Oftentimes, human resource professionals and managers increase worker engagement to retain top talent, but sometimes building employee loyalty in the organization can be more effective. In today’s expanding marketplace, workers aren’t staying with one company like they used to. Therefore, developing trust between leaders and staff members is essential to creating a talent pipeline. It keeps your best workers around for the long run.

Here are four ways to build trust and improve employee loyalty:

1. Be consistent 

Workers who see their managers go back on their word or disregard an official policy may not feel loyal to the company. According to Forbes, trust comes from consistency. Think about it … supervisors who are open with their employees create a positive workplace atmosphere. That, in turn, causes staff members to want to come into work every day. Inc. magazine recommends leaders clearly define employee roles, provide reasons for any changes and stick with company policy. If there is a legitimate reason why you cannot provide reasons to your employees (like, legal issues or if there is an impending sale, for example) then be honest with your staff that you will let them know the particulars as soon as you are able. If you’ve built up the trust factor, they are much more likely to accept the fact that nothing is being hidden from them.

2. Provide challenging opportunities  

Inc. also suggested managers provide employees with the chance to do great work. People are likely to stay with a business when they feel positively challenged. Doing something important for the company is exciting. Inc. suggested they are more likely to stay with the business and understand that they are valued by their employer.


3. Value communication

Not providing feedback to employees’ about their performance or communicating about changes in the company can damage workers’ perception of their employer. TLNT, a human resource site, advised managers to identify and notify members of the workforce about any business or leadership developments. Valuing consistent and continual communication is important to retaining workers and keeping them engaged in their jobs. Understanding what is going on in the company can provide employees with insight about career opportunities. Or, about professional advancement with the organization, which can keep them with the business well into the future.

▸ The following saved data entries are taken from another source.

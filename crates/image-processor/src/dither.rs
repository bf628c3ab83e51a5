//! Atkinson error-diffusion dithering.
//!
//! Binarizes a normalized intensity field in place, pushing a share of each
//! pixel's quantization error onto neighbours that have not been visited yet.

use tracing::debug;

use crate::field::IntensityField;

/// Samples strictly above this value become white.
const THRESHOLD: f32 = 128.0;

const WHITE: f32 = 255.0;
const BLACK: f32 = 0.0;

/// Each neighbour receives 1/8 of the quantization error.
const ERROR_DIVISOR: f32 = 8.0;

/// Atkinson kernel as `(dx, dy)` offsets from the current pixel:
///
/// ```text
///        X   1   1
///    1   1   1
///        1
/// ```
///
/// Six shares of 1/8 are distributed; the remaining 2/8 are dropped.
const ATKINSON_NEIGHBORS: [(isize, usize); 6] = [(1, 0), (2, 0), (-1, 1), (0, 1), (1, 1), (0, 2)];

/// Apply Atkinson dithering to an intensity field in place.
///
/// Sweeps top to bottom, left to right. Every sample ends up exactly 0 or
/// 255. Diffusion targets outside the field are skipped.
pub fn atkinson_dither(field: &mut IntensityField) {
    let (width, height) = (field.width(), field.height());
    debug!(width, height, "Applying Atkinson dithering");

    for y in 0..height {
        for x in 0..width {
            quantize_at(field, x, y);
        }
    }

    debug!("Atkinson dithering complete");
}

/// Finalize the sample at `(x, y)` and diffuse its error.
///
/// Returns the per-neighbour error share.
pub(crate) fn quantize_at(field: &mut IntensityField, x: usize, y: usize) -> f32 {
    let index = field.index(x, y);
    let old_pixel = field.samples()[index];
    let new_pixel = if old_pixel > THRESHOLD { WHITE } else { BLACK };
    field.samples_mut()[index] = new_pixel;

    let error = (old_pixel - new_pixel) / ERROR_DIVISOR;
    distribute_error(field, x, y, error);
    error
}

/// Add `error` to each in-bounds Atkinson neighbour of `(x, y)`.
fn distribute_error(field: &mut IntensityField, x: usize, y: usize, error: f32) {
    let (width, height) = (field.width(), field.height());

    for (dx, dy) in ATKINSON_NEIGHBORS {
        let Some(nx) = x.checked_add_signed(dx).filter(|&nx| nx < width) else {
            continue;
        };
        let ny = y + dy;
        if ny >= height {
            continue;
        }
        let index = field.index(nx, ny);
        field.samples_mut()[index] += error;
    }
}
//! Monochrome composite: writes dithered intensities back into a surface.

use image::RgbaImage;
use tracing::debug;

use crate::field::IntensityField;

/// Replicate each field sample into the R, G and B channels of `surface`.
///
/// Alpha is left as it is. Samples are clamped to 0..=255 before the
/// conversion to `u8`, so a dithered field is copied exactly.
///
/// # Panics
/// Panics if the field and surface dimensions differ.
pub fn composite(surface: &mut RgbaImage, field: &IntensityField) {
    let (width, height) = surface.dimensions();
    assert_eq!(
        (width as usize, height as usize),
        (field.width(), field.height()),
        "intensity field does not match surface dimensions"
    );
    debug!(width, height, "Compositing monochrome surface");

    for (pixel, &sample) in surface.pixels_mut().zip(field.samples()) {
        let value = sample.round().clamp(0.0, 255.0) as u8;
        pixel[0] = value;
        pixel[1] = value;
        pixel[2] = value;
    }
}

#[cfg(test)]
mod tests {
    use super::*;
    use image::Rgba;

    #[test]
    fn test_composite_replicates_into_rgb() {
        let mut surface = RgbaImage::from_pixel(2, 1, Rgba([12, 34, 56, 255]));
        let field = IntensityField::from_samples(2, 1, vec![0.0, 255.0]).unwrap();

        composite(&mut surface, &field);

        assert_eq!(surface.get_pixel(0, 0), &Rgba([0, 0, 0, 255]));
        assert_eq!(surface.get_pixel(1, 0), &Rgba([255, 255, 255, 255]));
    }

    #[test]
    fn test_composite_preserves_alpha() {
        let mut surface = RgbaImage::new(2, 1);
        surface.put_pixel(0, 0, Rgba([9, 9, 9, 0]));
        surface.put_pixel(1, 0, Rgba([9, 9, 9, 77]));
        let field = IntensityField::from_samples(2, 1, vec![255.0, 0.0]).unwrap();

        composite(&mut surface, &field);

        assert_eq!(surface.get_pixel(0, 0), &Rgba([255, 255, 255, 0]));
        assert_eq!(surface.get_pixel(1, 0), &Rgba([0, 0, 0, 77]));
    }

    #[test]
    #[should_panic(expected = "intensity field does not match surface dimensions")]
    fn test_composite_dimension_mismatch() {
        let mut surface = RgbaImage::new(3, 3);
        composite(&mut surface, &IntensityField::new(2, 2));
    }
}
//! Setting value validation.

use regex::Regex;
use std::sync::LazyLock;

static RE_MAC: LazyLock<Regex> =
    LazyLock::new(|| Regex::new(r"^([0-9A-Fa-f]{2}[:\-]){5}([0-9A-Fa-f]{2})$").unwrap());
static RE_UUID_NO_HYPHEN: LazyLock<Regex> =
    LazyLock::new(|| Regex::new(r"^[0-9A-Fa-f]{32}$").unwrap());
static RE_UUID_HYPHEN: LazyLock<Regex> = LazyLock::new(|| {
    Regex::new(r"^[0-9A-Fa-f]{8}-[0-9A-Fa-f]{4}-[0-9A-Fa-f]{4}-[0-9A-Fa-f]{4}-[0-9A-Fa-f]{12}$")
        .unwrap()
});

/// Validate a setting value. Returns `Ok(())` if valid, or an error message.
pub fn validate_setting(key: &str, value: &str) -> Result<(), String> {
    match key {
        "PRINTER_ADDRESS" => {
            if !value.is_empty()
                && !RE_MAC.is_match(value)
                && !RE_UUID_NO_HYPHEN.is_match(value)
                && !RE_UUID_HYPHEN.is_match(value)
            {
                return Err("invalid address format (expected MAC or UUID)".into());
            }
        }
        "DRY_RUN_MODE" | "CONTRAST_STRETCH" => validate_bool(value)?,
        "SCAN_TIMEOUT_SECS" => validate_int_range(value, 1, 60)?,
        _ => {}
    }
    Ok(())
}

fn validate_bool(value: &str) -> Result<(), String> {
    if value != "true" && value != "false" {
        return Err("must be 'true' or 'false'".into());
    }
    Ok(())
}

fn validate_int_range(value: &str, min: i64, max: i64) -> Result<(), String> {
    let v: i64 = value.parse().map_err(|_| "must be an integer")?;
    if !(min..=max).contains(&v) {
        return Err(format!("must be between {min} and {max}"));
    }
    Ok(())
}

#[cfg(test)]
mod tests {
    use super::*;

    #[test]
    fn test_printer_address_formats() {
        assert!(validate_setting("PRINTER_ADDRESS", "").is_ok());
        assert!(validate_setting("PRINTER_ADDRESS", "AA:BB:CC:DD:EE:FF").is_ok());
        assert!(validate_setting("PRINTER_ADDRESS", "aa-bb-cc-dd-ee-ff").is_ok());
        assert!(validate_setting("PRINTER_ADDRESS", "12345678123412341234123456789abc").is_ok());
        assert!(
            validate_setting("PRINTER_ADDRESS", "12345678-1234-1234-1234-123456789abc").is_ok()
        );
        assert!(validate_setting("PRINTER_ADDRESS", "AA:BB:CC").is_err());
        assert!(validate_setting("PRINTER_ADDRESS", "printer").is_err());
    }

    #[test]
    fn test_boolean_settings() {
        assert!(validate_setting("DRY_RUN_MODE", "true").is_ok());
        assert!(validate_setting("CONTRAST_STRETCH", "false").is_ok());
        assert!(validate_setting("DRY_RUN_MODE", "yes").is_err());
    }

    #[test]
    fn test_scan_timeout_range() {
        assert!(validate_setting("SCAN_TIMEOUT_SECS", "1").is_ok());
        assert!(validate_setting("SCAN_TIMEOUT_SECS", "60").is_ok());
        assert_eq!(
            validate_setting("SCAN_TIMEOUT_SECS", "0"),
            Err("must be between 1 and 60".to_string())
        );
        assert_eq!(
            validate_setting("SCAN_TIMEOUT_SECS", "ten"),
            Err("must be an integer".to_string())
        );
    }

    #[test]
    fn test_unknown_keys_pass() {
        assert!(validate_setting("SOMETHING_ELSE", "anything").is_ok());
    }
}
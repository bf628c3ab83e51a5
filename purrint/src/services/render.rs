//! Conversion service: read image bytes, run the pipeline, emit previews.

use std::io::Cursor;
use std::path::{Path, PathBuf};

use image::{ImageFormat, RgbaImage};
use image_processor::{PAPER_WIDTH, RenderOptions, decode, render_surface};
use tokio::io::{AsyncReadExt, AsyncWriteExt};

use crate::error::ServiceError;

/// Where the image bytes of a conversion come from.
#[derive(Debug, Clone)]
pub enum ImageSource {
    File(PathBuf),
    Stdin,
    Bytes(Vec<u8>),
}

impl ImageSource {
    /// `-` selects stdin, anything else is a file path.
    pub fn from_arg(arg: &str) -> Self {
        if arg == "-" {
            Self::Stdin
        } else {
            Self::File(PathBuf::from(arg))
        }
    }

    pub fn describe(&self) -> String {
        match self {
            Self::File(path) => path.display().to_string(),
            Self::Stdin => "<stdin>".to_string(),
            Self::Bytes(bytes) => format!("<{} bytes>", bytes.len()),
        }
    }
}

/// Read every byte of `source`.
pub async fn read_source(source: ImageSource) -> Result<Vec<u8>, ServiceError> {
    match source {
        ImageSource::File(path) => Ok(tokio::fs::read(&path).await?),
        ImageSource::Stdin => {
            let mut bytes = Vec::new();
            tokio::io::stdin().read_to_end(&mut bytes).await?;
            Ok(bytes)
        }
        ImageSource::Bytes(bytes) => Ok(bytes),
    }
}

/// Convert `source` into a printable monochrome surface.
///
/// Decoding runs on the blocking pool; the remaining stages run inline.
pub async fn render_source(
    source: ImageSource,
    options: RenderOptions,
) -> Result<RgbaImage, ServiceError> {
    let label = source.describe();
    let bytes = read_source(source).await?;
    tracing::debug!(source = %label, bytes = bytes.len(), "Read image");

    let decoded = tokio::task::spawn_blocking(move || decode(&bytes))
        .await
        .map_err(|e| ServiceError::Task(e.to_string()))??;

    let surface = render_surface(&decoded, PAPER_WIDTH, &options)?;
    tracing::info!(
        source = %label,
        width = surface.width(),
        height = surface.height(),
        "Converted image"
    );
    Ok(surface)
}

/// Encode a surface as PNG.
pub fn surface_to_png_bytes(surface: &RgbaImage) -> Result<Vec<u8>, ServiceError> {
    let mut buf = Cursor::new(Vec::new());
    surface
        .write_to(&mut buf, ImageFormat::Png)
        .map_err(|e| ServiceError::Encode(e.to_string()))?;
    Ok(buf.into_inner())
}

/// Write a PNG preview to `path`, or to stdout when `path` is `None`.
pub async fn write_preview(surface: &RgbaImage, path: Option<&Path>) -> Result<(), ServiceError> {
    let png = surface_to_png_bytes(surface)?;
    match path {
        Some(path) => {
            tokio::fs::write(path, &png).await?;
            tracing::info!(path = %path.display(), bytes = png.len(), "Wrote preview");
        }
        None => {
            let mut stdout = tokio::io::stdout();
            stdout.write_all(&png).await?;
            stdout.flush().await?;
        }
    }
    Ok(())
}
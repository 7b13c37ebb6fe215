//! Per-body runtime orbit state.

use std::f64::consts::TAU;

use glam::DVec3;
use rand::Rng;

use orrery_space::CelestialBodyDescriptor;

/// Mutable orbit of one body.
///
/// `angle` grows without bound; nothing requires it to be wrapped into
/// `[0, 2π)`. Only the animation driver changes `angle`; the control surface
/// only changes `angular_speed`.
#[derive(Clone, Debug, PartialEq)]
pub struct OrbitState {
    /// Current angle in radians.
    pub angle: f64,
    /// Radians added to `angle` per tick.
    pub angular_speed: f64,
    /// Orbit radius, copied from the descriptor.
    pub distance: f64,
}

impl OrbitState {
    /// Creates an orbit at `angle` moving `angular_speed` radians per tick.
    pub fn new(angle: f64, angular_speed: f64, distance: f64) -> Self {
        Self {
            angle,
            angular_speed,
            distance,
        }
    }

    /// Overwrite the angular speed. Zero stops the body, negative values
    /// reverse it, and non-finite values are stored as given.
    pub fn set_speed(&mut self, new_speed: f64) {
        self.angular_speed = new_speed;
    }

    /// Position on the circular orbit in the XZ plane for the current angle.
    pub fn position(&self) -> DVec3 {
        let (sin, cos) = self.angle.sin_cos();
        DVec3::new(self.distance * cos, 0.0, self.distance * sin)
    }
}

/// One state per descriptor, in the same order, each starting at a random
/// angle in `[0, 2π)` so the planets don't start out lined up.
pub fn initialize<R: Rng>(
    descriptors: &[CelestialBodyDescriptor],
    rng: &mut R,
) -> Vec<OrbitState> {
    descriptors
        .iter()
        .map(|body| OrbitState::new(rng.random::<f64>() * TAU, body.speed, body.distance))
        .collect()
}
//! Animation driver: the per-tick orbit update.
//!
//! Positions are recomputed from each body's angle every tick instead of
//! being displaced incrementally, so pausing never drifts and a speed change
//! only alters angular velocity, never the orbit radius.

use orrery_space::PositionSink;

use crate::orbit::OrbitState;
use crate::playback::PlaybackState;

/// Run one tick: advance every angle unless paused, then emit every position.
pub fn advance(states: &mut [OrbitState], playback: &PlaybackState, sink: &mut impl PositionSink) {
    if !playback.paused {
        for state in states.iter_mut() {
            state.angle += state.angular_speed;
        }
    }
    emit_positions(states, sink);
}

/// Emit the current position of every body without moving anything.
pub fn emit_positions(states: &[OrbitState], sink: &mut impl PositionSink) {
    for (index, state) in states.iter().enumerate() {
        sink.place(index, state.position());
    }
}
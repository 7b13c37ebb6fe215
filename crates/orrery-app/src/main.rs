//! Orrery: an animated model of the solar system.
//!
//! Loads configuration, builds the planets and scene, starts the texture
//! loader and the HTTP control API, then ticks the simulation at a fixed
//! rate until asked to quit.
//!
//! Run with: `cargo run -p orrery-app -- --seed 42`

mod reload;
mod session;
mod setup;

use std::process::ExitCode;
use std::sync::Arc;

use clap::Parser;
use orrery_config::{CliArgs, Config, default_config_dir};
use orrery_control::{ControlServer, ControlServerError};
use orrery_sim::{AssetError, FileTextureSource, FrameClock};
use orrery_space::RegistryError;
use tracing::{error, info};

use crate::reload::{CONFIG_POLL_INTERVAL, ConfigWatcher};
use crate::session::Session;

#[derive(Debug, thiserror::Error)]
enum AppError {
    #[error("failed to load bodies: {0}")]
    Registry(#[from] RegistryError),
    #[error("failed to start texture loader: {0}")]
    Assets(#[from] AssetError),
    #[error("failed to start control server: {0}")]
    Control(#[from] ControlServerError),
}

fn main() -> ExitCode {
    let args = CliArgs::parse();
    let (config, watcher) = load_config(&args);

    orrery_log::init_logging(
        config.debug.log_dir.as_deref(),
        cfg!(debug_assertions),
        Some(&config),
    );

    match run(&config, watcher) {
        Ok(()) => ExitCode::SUCCESS,
        Err(e) => {
            error!("{e}");
            ExitCode::FAILURE
        }
    }
}

/// Config from disk (or defaults) with CLI overrides applied, plus a watcher
/// for the config file when one was loaded.
fn load_config(args: &CliArgs) -> (Config, Option<ConfigWatcher>) {
    let config_dir = match &args.config {
        Some(dir) => Ok(dir.clone()),
        None => default_config_dir(),
    };
    // Logging is not up yet, so problems go to stderr.
    let loaded = config_dir.and_then(|dir| Config::load_or_create(&dir).map(|c| (dir, c)));
    let (mut config, watcher) = match loaded {
        Ok((dir, config)) => {
            let watcher =
                ConfigWatcher::new(dir, config.clone(), args.clone(), CONFIG_POLL_INTERVAL);
            (config, Some(watcher))
        }
        Err(e) => {
            eprintln!("Using default config: {e}");
            (Config::default(), None)
        }
    };
    config.apply_cli_overrides(args);
    (config, watcher)
}

fn run(config: &Config, mut watcher: Option<ConfigWatcher>) -> Result<(), AppError> {
    let registry = setup::build_registry(config)?;
    let seed = setup::resolve_seed(config);
    info!("Orrery starting: {} bodies, seed {seed}", registry.len());

    let source = FileTextureSource::new(&config.assets.texture_dir, &config.assets.extension);
    info!("Textures from {}", source.dir().display());
    let mut session = Session::new(config, registry, seed, Arc::new(source))?;

    let mut server = None;
    if config.control.enabled {
        let mut control = ControlServer::new(orrery_control::port_from_env(config.control.port));
        control.start(session.snapshot(), session.sender())?;
        server = Some(control);
    } else {
        info!("Control server disabled");
    }

    let mut clock = FrameClock::new(config.simulation.tick_rate_hz);
    while !session.is_finished() {
        if let Some(w) = watcher.as_mut()
            && let Some(updated) = w.poll()
        {
            session.reconfigure(&updated);
        }
        clock.tick(|_| session.step());
        std::thread::sleep(clock.time_until_next_tick());
    }

    if session.context().quit_requested() {
        info!("Quit requested after {} ticks", session.context().tick_count());
    } else {
        info!("Frame limit reached after {} ticks", session.context().tick_count());
    }
    if let Some(mut control) = server {
        control.stop();
    }
    Ok(())
}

4. Model the behaviors you want to see in others

“Do what I say, not what I do” was a phrase heard by workers back in the day. Fifteen or twenty years ago, managers could get away with it because much of the workforce tended to stay put. Today, half your work force has no problem going someplace else if they feel you’re not sincere and honest with them. And, don’t think it’s just the millennials. Gen-X and Y and even the younger side of the Boomers feel comfortable seeking more fulfilling places to work today.